◆ Goal of the exercise ◆
For this exercise, output every line of the data as it stands.

━━━ Information

use serde::{Deserialize, Serialize};

#[derive(Clone, Debug, PartialEq, Serialize, Deserialize, utoipa::ToSchema)]
pub struct ContractDto {
    pub id: i32,
    pub player_id: i32,
    pub team_id: i32,
    pub contract_year: i32,
    pub total_value: f64,
    pub guaranteed_money: f64,
    pub signing_bonus: f64,
    /// Amount counted against the team's cap for `contract_year`
    pub cap_hit: f64,
    pub base_salary: f64,
    pub roster_bonus: f64,
    pub workout_bonus: f64,
    pub incentives: f64,
    /// Dead money if released
    pub dead_money: f64,
    pub contract_length: Option<i32>,
    pub contract_start_year: Option<i32>,
    pub contract_end_year: Option<i32>,
    pub is_franchise_tag: bool,
    pub is_transition_tag: bool,
    pub notes: Option<String>,
}

#[derive(Clone, Debug, Serialize, Deserialize, utoipa::ToSchema)]
pub struct CreateContractDto {
    pub player_id: i32,
    pub team_id: i32,
    pub contract_year: i32,
    pub total_value: f64,
    #[serde(default)]
    pub guaranteed_money: f64,
    #[serde(default)]
    pub signing_bonus: f64,
    pub cap_hit: f64,
    pub base_salary: f64,
    #[serde(default)]
    pub roster_bonus: f64,
    #[serde(default)]
    pub workout_bonus: f64,
    #[serde(default)]
    pub incentives: f64,
    #[serde(default)]
    pub dead_money: f64,
    pub contract_length: Option<i32>,
    pub contract_start_year: Option<i32>,
    pub contract_end_year: Option<i32>,
    #[serde(default)]
    pub is_franchise_tag: bool,
    #[serde(default)]
    pub is_transition_tag: bool,
    pub notes: Option<String>,
}

/// Query parameters for listing contracts
#[derive(Clone, Debug, Deserialize, utoipa::IntoParams)]
#[into_params(parameter_in = Query)]
pub struct ContractListParams {
    /// Number of contracts to skip
    #[serde(default)]
    pub skip: u64,
    /// Maximum number of contracts to return
    #[serde(default = "default_limit")]
    pub limit: u64,
    /// Filter by team
    pub team_id: Option<i32>,
    /// Filter by player
    pub player_id: Option<i32>,
    /// Filter by contract year
    pub contract_year: Option<i32>,
}

impl Default for ContractListParams {
    fn default() -> Self {
        Self {
            skip: 0,
            limit: default_limit(),
            team_id: None,
            player_id: None,
            contract_year: None,
        }
    }
}

fn default_limit() -> u64 {
    100
}

impl From<entity::contract::Model> for ContractDto {
    fn from(contract: entity::contract::Model) -> Self {
        Self {
            id: contract.id,
            player_id: contract.player_id,
            team_id: contract.team_id,
            contract_year: contract.contract_year,
            total_value: contract.total_value,
            guaranteed_money: contract.guaranteed_money,
            signing_bonus: contract.signing_bonus,
            cap_hit: contract.cap_hit,
            base_salary: contract.base_salary,
            roster_bonus: contract.roster_bonus,
            workout_bonus: contract.workout_bonus,
            incentives: contract.incentives,
            dead_money: contract.dead_money,
            contract_length: contract.contract_length,
            contract_start_year: contract.contract_start_year,
            contract_end_year: contract.contract_end_year,
            is_franchise_tag: contract.is_franchise_tag,
            is_transition_tag: contract.is_transition_tag,
            notes: contract.notes,
        }
    }
}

━━━━━━

◆ Exercise output ◆
use serde::{Deserialize, Serialize};

#[derive(Clone, Debug, PartialEq, Serialize, Deserialize, utoipa::ToSchema)]
pub struct ContractDto {
    pub id: i32,
    pub player_id: i32,
    pub team_id: i32,
    pub contract_year: i32,
    pub total_value: f64,
    pub guaranteed_money: f64,
    pub signing_bonus: f64,
    /// Amount counted against the team's cap for `contract_year`
    pub cap_hit: f64,
    pub base_salary: f64,
    pub roster_bonus: f64,
    pub workout_bonus: f64,
    pub incentives: f64,
    /// Dead money if released
    pub dead_money: f64,
    pub contract_length: Option<i32>,
    pub contract_start_year: Option<i32>,
    pub contract_end_year: Option<i32>,
    pub is_franchise_tag: bool,
    pub is_transition_tag: bool,
    pub notes: Option<String>,
}

#[derive(Clone, Debug, Serialize, Deserialize, utoipa::ToSchema)]
pub struct CreateContractDto {
    pub player_id: i32,
    pub team_id: i32,
    pub contract_year: i32,
    pub total_value: f64,
    #[serde(default)]
    pub guaranteed_money: f64,
    #[serde(default)]
    pub signing_bonus: f64,
    pub cap_hit: f64,
    pub base_salary: f64,
    #[serde(default)]
    pub roster_bonus: f64,
    #[serde(default)]
    pub workout_bonus: f64,
    #[serde(default)]
    pub incentives: f64,
    #[serde(default)]
    pub dead_money: f64,
    pub contract_length: Option<i32>,
    pub contract_start_year: Option<i32>,
    pub contract_end_year: Option<i32>,
    #[serde(default)]
    pub is_franchise_tag: bool,
    #[serde(default)]
    pub is_transition_tag: bool,
    pub notes: Option<String>,
}

/// Query parameters for listing contracts
#[derive(Clone, Debug, Deserialize, utoipa::IntoParams)]
#[into_params(parameter_in = Query)]
pub struct ContractListParams {
    /// Number of contracts to skip
    #[serde(default)]
    pub skip: u64,
    /// Maximum number of contracts to return
    #[serde(default = "default_limit")]
    pub limit: u64,
    /// Filter by team
    pub team_id: Option<i32>,
    /// Filter by player
    pub player_id: Option<i32>,
    /// Filter by contract year
    pub contract_year: Option<i32>,
}

impl Default for ContractListParams {
    fn default() -> Self {
        Self {
            skip: 0,
            limit: default_limit(),
            team_id: None,
            player_id: None,
            contract_year: None,
        }
    }
}

fn default_limit() -> u64 {
    100
}

impl From<entity::contract::Model> for ContractDto {
    fn from(contract: entity::contract::Model) -> Self {
        Self {
            id: contract.id,
            player_id: contract.player_id,
            team_id: contract.team_id,
            contract_year: contract.contract_year,
            total_value: contract.total_value,
            guaranteed_money: contract.guaranteed_money,
            signing_bonus: contract.signing_bonus,
            cap_hit: contract.cap_hit,
            base_salary: contract.base_salary,
            roster_bonus: contract.roster_bonus,
            workout_bonus: contract.workout_bonus,
            incentives: contract.incentives,
            dead_money: contract.dead_money,
            contract_length: contract.contract_length,
            contract_start_year: contract.contract_start_year,
            contract_end_year: contract.contract_end_year,
            is_franchise_tag: contract.is_franchise_tag,
            is_transition_tag: contract.is_transition_tag,
            notes: contract.notes,
        }
    }
}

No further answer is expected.